Not Big Enough, Not Cheap Enough, More Means More:
One panelist who had spent nearly his entire career working for service providers presented a loud and strong message to the audience that optical innovation is not going fast enough, he needs more and more and more and it needs to be cheap, cheap and cheap. He then went on to say that networking (i.e. optical) innovation is not thinking big enough, not cheap enough and more means more. Anyone who has had had a conversation with me on this subject should have no question as to where I stand on this topic. I think it is all non-sense and the equipment companies that what to build more for less are crazy. That was the point of this post. In no real order here are my thoughts on the subject of not big enough, not cheap enough and more is more:
1. More is not more, but cheaper is definitely cheaper. I understand why service providers (SPs) want to off load their R&D requirements on equipment providers. SPs have billions to spend on their network and it easier to use this capital as leverage to get what they want from equipment companies. As long as this trend continues, innovation will be dormant and value creation will be nascent. That was the point of this post.

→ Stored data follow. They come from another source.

use anyhow::{Context, Result, bail};
use clap::ArgMatches;
use colored::Colorize;
use indicatif::{ProgressBar, ProgressStyle};
use sitediff_core::config::InputConfig;
use sitediff_core::equivalence::Candidate;
use sitediff_core::report::{
    InventorySummary, ReportFormat, generate_json_summary, generate_text_summary, write_csv,
};
use sitediff_core::{
    Classifiers, EquivalenceMatcher, InputLayout, InventoryPipeline, MigrationConfig,
    canonical_path,
};
use sitediff_ingest::{SitemapMode, read_sitemap};
use std::collections::BTreeSet;
use std::fs;
use std::io;
use std::path::{Path, PathBuf};
use std::sync::Arc;
use std::time::Duration;
use tracing::info;

// Helper functions shared by the handlers

/// Expand `~` and environment references in a user-supplied path.
pub fn expand_path(raw: &str) -> PathBuf {
    PathBuf::from(shellexpand::tilde(raw).as_ref())
}

/// Built-in tables, or the given TOML file layered over them.
pub fn load_config(path: Option<&String>) -> Result<MigrationConfig> {
    match path {
        Some(raw) => {
            let path = expand_path(raw);
            MigrationConfig::load(&path)
                .with_context(|| format!("Failed to load config {}", path.display()))
        }
        None => Ok(MigrationConfig::default()),
    }
}

/// The conventional layout under `root`, with any explicitly given directory taking over.
pub fn resolve_layout(
    root: &Path,
    old_dir: Option<&String>,
    new_dir: Option<&String>,
    gsc_dir: Option<&String>,
    inputs: &InputConfig,
) -> InputLayout {
    let mut layout = InputLayout::under(root, inputs);
    if let Some(dir) = old_dir {
        layout.old_dir = expand_path(dir);
    }
    if let Some(dir) = new_dir {
        layout.new_dir = expand_path(dir);
    }
    if let Some(dir) = gsc_dir {
        layout.gsc_dir = expand_path(dir);
    }
    layout
}

/// One line per input: canonical path, page type, group and what decided it.
pub fn describe_classification(
    input: &str,
    classifiers: &Classifiers,
    new_sitemap: Option<&str>,
) -> String {
    let path = canonical_path(input);
    match new_sitemap {
        Some(file) => {
            let label = classifiers.new_site.classify(file);
            format!(
                "{}\t{}\t{}\t(sitemap: {})",
                path, label.page_type, label.group, file
            )
        }
        None => {
            let label = classifiers.old_site.classify(&path);
            let rule = classifiers
                .old_site
                .matching_rule(&path)
                .map(|rule| rule.name.as_str())
                .unwrap_or("fallback");
            format!(
                "{}\t{}\t{}\t(rule: {})",
                path, label.page_type, label.group, rule
            )
        }
    }
}

/// Canonical paths of every `<loc>` in the given sitemap files.
pub fn load_sitemap_paths(files: &[PathBuf]) -> Result<BTreeSet<String>> {
    let mut paths = BTreeSet::new();
    for file in files {
        let locs = read_sitemap(file, SitemapMode::WithIndex)
            .with_context(|| format!("Failed to read sitemap {}", file.display()))?;
        paths.extend(locs.iter().map(|loc| canonical_path(loc)));
    }
    Ok(paths)
}

/// Candidate listing, best first.
pub fn describe_candidates(candidates: &[Candidate]) -> Vec<String> {
    candidates
        .iter()
        .enumerate()
        .map(|(idx, candidate)| {
            format!("{}. {}  (via {})", idx + 1, candidate.path, candidate.heuristic)
        })
        .collect()
}

fn print_divider() {
    println!("{}", "═".repeat(60).bright_blue().bold());
}

fn spinner(quiet: bool) -> ProgressBar {
    if quiet {
        return ProgressBar::hidden();
    }
    let spinner = ProgressBar::new_spinner();
    spinner.set_style(
        ProgressStyle::default_spinner()
            .template("{spinner:.cyan} {msg}")
            .unwrap_or_else(|_| ProgressStyle::default_spinner()),
    );
    spinner.enable_steady_tick(Duration::from_millis(100));
    spinner
}

fn print_summary(summary: &InventorySummary, format: ReportFormat) -> Result<()> {
    match format {
        ReportFormat::Json => {
            println!("{}", generate_json_summary(summary)?);
        }
        ReportFormat::Text => {
            let text = generate_text_summary(summary);
            for line in text.lines() {
                if line.starts_with("  ! ") {
                    println!("{}", line.yellow());
                } else {
                    println!("{}", line);
                }
            }
        }
    }
    Ok(())
}

pub fn handle_inventory(args: &ArgMatches, quiet: bool) -> Result<()> {
    // stdout carries the summary, logs go to stderr
    let _ = tracing_subscriber::fmt().with_writer(io::stderr).try_init();

    let config = load_config(args.get_one::<String>("config"))?;
    let root = args
        .get_one::<String>("root")
        .map(|raw| expand_path(raw))
        .unwrap_or_else(|| PathBuf::from("."));
    let layout = resolve_layout(
        &root,
        args.get_one::<String>("old-dir"),
        args.get_one::<String>("new-dir"),
        args.get_one::<String>("gsc-dir"),
        &config.inputs,
    );
    let output_dir = args
        .get_one::<String>("output-dir")
        .map(|raw| expand_path(raw))
        .unwrap_or_else(|| root.clone());
    let format = args
        .get_one::<String>("format")
        .and_then(|name| ReportFormat::from_name(name))
        .unwrap_or(ReportFormat::Text);

    if !quiet && !layout.old_dir.is_dir() && !layout.new_dir.is_dir() {
        eprintln!(
            "{} Neither {} nor {} exists; the reports will be empty",
            "⚠".yellow().bold(),
            layout.old_dir.display(),
            layout.new_dir.display()
        );
    }

    let bar = spinner(quiet || format == ReportFormat::Json);
    let progress_bar = bar.clone();
    let pipeline = InventoryPipeline::new(layout, config).with_progress_callback(Arc::new(
        move |message: String| progress_bar.set_message(message),
    ));

    let inventory = pipeline.run()?;
    bar.set_message("Writing reports...");

    info!("Writing reports to {}", output_dir.display());
    fs::create_dir_all(&output_dir)
        .with_context(|| format!("Failed to create {}", output_dir.display()))?;
    let old_rows = inventory.old_rows();
    let new_rows = inventory.new_rows();
    let old_path = output_dir.join(&pipeline.config().inputs.old_report);
    let new_path = output_dir.join(&pipeline.config().inputs.new_report);
    write_csv(&old_rows, &old_path)
        .with_context(|| format!("Failed to write {}", old_path.display()))?;
    write_csv(&new_rows, &new_path)
        .with_context(|| format!("Failed to write {}", new_path.display()))?;
    bar.finish_and_clear();

    if format == ReportFormat::Text && !quiet {
        println!(
            "{} Wrote {} rows → {}",
            "✓".green().bold(),
            old_rows.len(),
            old_path.display()
        );
        println!(
            "{} Wrote {} rows → {}\n",
            "✓".green().bold(),
            new_rows.len(),
            new_path.display()
        );
    }

    let summary = InventorySummary::from_rows(&old_rows, &new_rows, &inventory.warnings);
    print_summary(&summary, format)
}

pub fn handle_classify(args: &ArgMatches) -> Result<()> {
    let config = load_config(args.get_one::<String>("config"))?;
    let classifiers = Classifiers::from_config(&config.classify)?;
    let new_sitemap = args.get_one::<String>("new-sitemap").map(String::as_str);

    for input in args.get_many::<String>("PATH").into_iter().flatten() {
        println!("{}", describe_classification(input, &classifiers, new_sitemap));
    }
    Ok(())
}

pub fn handle_match(args: &ArgMatches) -> Result<()> {
    let config = load_config(args.get_one::<String>("config"))?;
    let Some(input) = args.get_one::<String>("PATH") else {
        bail!("A new-site path is required");
    };
    let files: Vec<PathBuf> = args
        .get_many::<PathBuf>("old-sitemap")
        .into_iter()
        .flatten()
        .map(|file| expand_path(&file.to_string_lossy()))
        .collect();

    let old_paths = load_sitemap_paths(&files)?;
    let path = canonical_path(input);
    let matcher = EquivalenceMatcher::new(config.matcher);

    print_divider();
    println!("{} {}", "New-site path:".bright_cyan().bold(), path);
    println!("{} {}", "Old-site paths loaded:".bright_cyan().bold(), old_paths.len());
    print_divider();

    if old_paths.contains(&path) {
        println!("{} same path exists on the old site", "✓".green().bold());
        return Ok(());
    }

    let candidates = matcher.candidates(&path, &old_paths);
    if candidates.is_empty() {
        println!("{} no old-site equivalent found", "✗".red().bold());
    } else {
        for line in describe_candidates(&candidates) {
            println!("  {}", line);
        }
    }
    Ok(())
}

pub fn handle_default_config() -> Result<()> {
    print!("{}", MigrationConfig::default().to_toml_string()?);
    Ok(())
}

2. 100M ethernet was introduced around 1996. 1G ethernet was ratified in June 1998 with shipping systems in the 1999 timeframe. 10G ethernet was ratified in June 2002. 40/100G ethernet was ratified in June, 2010. This past week Intel formerly shipped the Romley motherboard called the E5-2600 with 10G ethernet LAN on motherboard (LOM). Ten years after the 10G standard was ratified it is shipping on a mother board. Hmm…let us extrapolate the trend here, the 10G server upgrade cycle is kicking off 14 years after the 1G cycle started. Anyone want to guess when that 100G server cycle is going to kickoff?
3. The last thirty-three years of building networks to the OSI Reference Model is at an end. We have taken the model as far as we can with Moore’s Law, but the time has come to speak of Moore’s Law Exhaustion.
4. It is time to drive the network smarter – not harder. That is what I am working on. Real innovation occurs when people dare to step outside the ridge construct of legacy doctrines that have been enforced by the past. If you are working hard on innovation with the intention of repeating the past, but providing more for less I think you missed the point. “The success of a technology company is really about product cycles. Technology companies become stuck in loops because product cycles become affected by success. The more success a technology company has in winning customers, the more these customers begin to dominant product cycles. As product cycles become anchored by the customer base, the plan of record (POR) suffers from feature creep and the ability of the company to invest in products for new customers and new markets declines. Consider the following:
New Technology = Velocity
Developed Technology = Spent Capital, Doctrine, Incrementalism and Creativity Fail”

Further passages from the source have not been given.